> [The problem]
The answer must consist of each line below that contains the word "Serialize", copied in full.

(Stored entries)
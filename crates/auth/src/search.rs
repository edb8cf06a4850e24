//! Role search parameters (`?rightId=..&rightId=..`).

use std::collections::BTreeSet;

use refdata_core::{DomainResult, RightId};

use crate::Role;

const RIGHT_ID: &str = "rightId";

#[derive(Debug, Clone, Default, PartialEq, Eq)]
pub struct RoleSearchParams {
    right_ids: BTreeSet<RightId>,
}

impl RoleSearchParams {
    /// Collects every `rightId` value; other keys are ignored.
    pub fn from_pairs<I, K, V>(pairs: I) -> DomainResult<Self>
    where
        I: IntoIterator<Item = (K, V)>,
        K: AsRef<str>,
        V: AsRef<str>,
    {
        let mut right_ids = BTreeSet::new();
        for (key, value) in pairs {
            if key.as_ref() == RIGHT_ID {
                right_ids.insert(value.as_ref().trim().parse::<RightId>()?);
            }
        }
        Ok(Self { right_ids })
    }

    pub fn right_ids(&self) -> &BTreeSet<RightId> {
        &self.right_ids
    }

    /// A role matches when it carries any requested right, or when none was requested.
    pub fn matches(&self, role: &Role) -> bool {
        self.right_ids.is_empty() || self.right_ids.iter().any(|id| role.has_right(*id))
    }
}

pub fn filter_roles<'r>(roles: &'r [Role], params: &RoleSearchParams) -> Vec<&'r Role> {
    roles.iter().filter(|role| params.matches(role)).collect()
}

#[cfg(test)]
mod tests {
    use super::*;
    use crate::{Right, RightType};
    use refdata_core::{DomainError, RoleId};

    #[test]
    fn collects_every_right_id() {
        let a = RightId::new();
        let b = RightId::new();
        let params = RoleSearchParams::from_pairs([
            ("rightId", a.to_string()),
            ("name", "ignored".to_string()),
            ("rightId", b.to_string()),
        ])
        .unwrap();
        assert_eq!(params.right_ids(), &BTreeSet::from([a, b]));
    }

    #[test]
    fn no_right_ids_gives_empty_set() {
        let params = RoleSearchParams::from_pairs(Vec::<(String, String)>::new()).unwrap();
        assert!(params.right_ids().is_empty());
    }

    #[test]
    fn malformed_right_id_is_rejected() {
        let err = RoleSearchParams::from_pairs([("rightId", "not-a-uuid")]).unwrap_err();
        assert!(matches!(err, DomainError::InvalidId(_)));
    }

    #[test]
    fn filters_roles_by_any_requested_right() {
        let approve = Right::new("REQUISITION_APPROVE", RightType::Supervision);
        let create = Right::new("REQUISITION_CREATE", RightType::Supervision);
        let approver =
            Role::with_rights(RoleId::new(), "Approver", [approve.clone()]).unwrap();
        let creator = Role::with_rights(RoleId::new(), "Creator", [create]).unwrap();
        let roles = vec![approver, creator];

        let params = RoleSearchParams::from_pairs([("rightId", approve.id.to_string())]).unwrap();
        let found: Vec<&str> = filter_roles(&roles, &params).iter().map(|r| r.name()).collect();
        assert_eq!(found, vec!["Approver"]);

        assert_eq!(filter_roles(&roles, &RoleSearchParams::default()).len(), 2);
    }
}
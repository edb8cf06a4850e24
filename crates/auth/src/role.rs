use serde::{Deserialize, Serialize};

use refdata_core::{Entity, RightId, RoleId};

use crate::{Right, RightType, RightsError, RightsResult};

/// A named bundle of rights.
///
/// # Invariants
/// - Rights are unique by identity (adding a right twice is a no-op).
/// - All rights share one `RightType`.
///
/// A role may exist without rights while an administrator sets it up; the
/// empty-role check happens when the role is assigned to a user.
#[derive(Debug, Clone, PartialEq, Eq, Serialize, Deserialize)]
#[serde(try_from = "RoleRecord", into = "RoleRecord")]
pub struct Role {
    id: RoleId,
    name: String,
    description: Option<String>,
    rights: Vec<Right>,
}

impl Role {
    pub fn new(id: RoleId, name: impl Into<String>) -> Self {
        Self {
            id,
            name: name.into(),
            description: None,
            rights: Vec::new(),
        }
    }

    pub fn with_rights(
        id: RoleId,
        name: impl Into<String>,
        rights: impl IntoIterator<Item = Right>,
    ) -> RightsResult<Self> {
        let mut role = Self::new(id, name);
        for right in rights {
            role.add_right(right)?;
        }
        Ok(role)
    }

    pub fn with_description(mut self, description: impl Into<String>) -> Self {
        self.description = Some(description.into());
        self
    }

    pub fn add_right(&mut self, right: Right) -> RightsResult<()> {
        if let Some(existing) = self.right_type() {
            if existing != right.right_type {
                return Err(RightsError::MixedRightTypes {
                    role: self.name.clone(),
                    existing,
                    added: right.right_type,
                });
            }
        }
        if !self.has_right(right.id) {
            self.rights.push(right);
        }
        Ok(())
    }

    pub fn role_id(&self) -> RoleId {
        self.id
    }

    pub fn name(&self) -> &str {
        &self.name
    }

    pub fn description(&self) -> Option<&str> {
        self.description.as_deref()
    }

    pub fn rights(&self) -> &[Right] {
        &self.rights
    }

    pub fn has_right(&self, right: RightId) -> bool {
        self.rights.iter().any(|r| r.id == right)
    }

    pub fn has_no_rights(&self) -> bool {
        self.rights.is_empty()
    }

    /// Category shared by the role's rights, `None` for an empty role.
    pub fn right_type(&self) -> Option<RightType> {
        self.rights.first().map(|r| r.right_type)
    }
}

impl Entity for Role {
    type Id = RoleId;

    fn id(&self) -> &Self::Id {
        &self.id
    }
}

impl core::fmt::Display for Role {
    fn fmt(&self, f: &mut core::fmt::Formatter<'_>) -> core::fmt::Result {
        f.write_str(&self.name)
    }
}

/// Wire shape of a role; deserialization goes through `Role::with_rights`.
#[derive(Debug, Clone, Serialize, Deserialize)]
pub struct RoleRecord {
    pub id: RoleId,
    pub name: String,
    #[serde(default, skip_serializing_if = "Option::is_none")]
    pub description: Option<String>,
    #[serde(default)]
    pub rights: Vec<Right>,
}

impl TryFrom<RoleRecord> for Role {
    type Error = RightsError;

    fn try_from(value: RoleRecord) -> Result<Self, Self::Error> {
        let role = Role::with_rights(value.id, value.name, value.rights)?;
        Ok(Role {
            description: value.description,
            ..role
        })
    }
}

impl From<Role> for RoleRecord {
    fn from(value: Role) -> Self {
        Self {
            id: value.id,
            name: value.name,
            description: value.description,
            rights: value.rights,
        }
    }
}

#[cfg(test)]
mod tests {
    use super::*;

    fn supervision_right(name: &str) -> Right {
        Right::new(name, RightType::Supervision)
    }

    #[test]
    fn duplicate_rights_are_collapsed() {
        let approve = supervision_right("REQUISITION_APPROVE");
        let role = Role::with_rights(
            RoleId::new(),
            "Program Supervisor",
            [approve.clone(), approve.clone()],
        )
        .unwrap();

        assert_eq!(role.rights().len(), 1);
        assert!(role.has_right(approve.id));
        assert_eq!(role.right_type(), Some(RightType::Supervision));
    }

    #[test]
    fn mixing_right_types_is_rejected() {
        let mut role = Role::new(RoleId::new(), "Storeroom Manager");
        role.add_right(supervision_right("REQUISITION_CREATE")).unwrap();

        let err = role
            .add_right(Right::new("PODS_MANAGE", RightType::OrderFulfillment))
            .unwrap_err();
        assert!(matches!(
            err,
            RightsError::MixedRightTypes {
                existing: RightType::Supervision,
                added: RightType::OrderFulfillment,
                ..
            }
        ));
    }

    #[test]
    fn empty_role_can_exist() {
        let role = Role::new(RoleId::new(), "Draft");
        assert!(role.has_no_rights());
        assert_eq!(role.right_type(), None);
    }

    #[test]
    fn deserialization_enforces_single_right_type() {
        let record = RoleRecord {
            id: RoleId::new(),
            name: "Broken".to_string(),
            description: None,
            rights: vec![
                Right::new("USERS_MANAGE", RightType::GeneralAdmin),
                Right::new("ORDERS_VIEW", RightType::OrderFulfillment),
            ],
        };
        let json = serde_json::to_string(&record).unwrap();
        assert!(serde_json::from_str::<Role>(&json).is_err());

        let role = Role::with_rights(
            RoleId::new(),
            "Admin",
            [Right::new("USERS_MANAGE", RightType::GeneralAdmin)],
        )
        .unwrap()
        .with_description("user administration");
        let back: Role = serde_json::from_str(&serde_json::to_string(&role).unwrap()).unwrap();
        assert_eq!(back, role);
        assert_eq!(back.description(), Some("user administration"));
    }
}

> [Answer space]
use serde::{Deserialize, Serialize};
#[derive(Debug, Clone, PartialEq, Eq, Serialize, Deserialize)]
#[derive(Debug, Clone, Serialize, Deserialize)]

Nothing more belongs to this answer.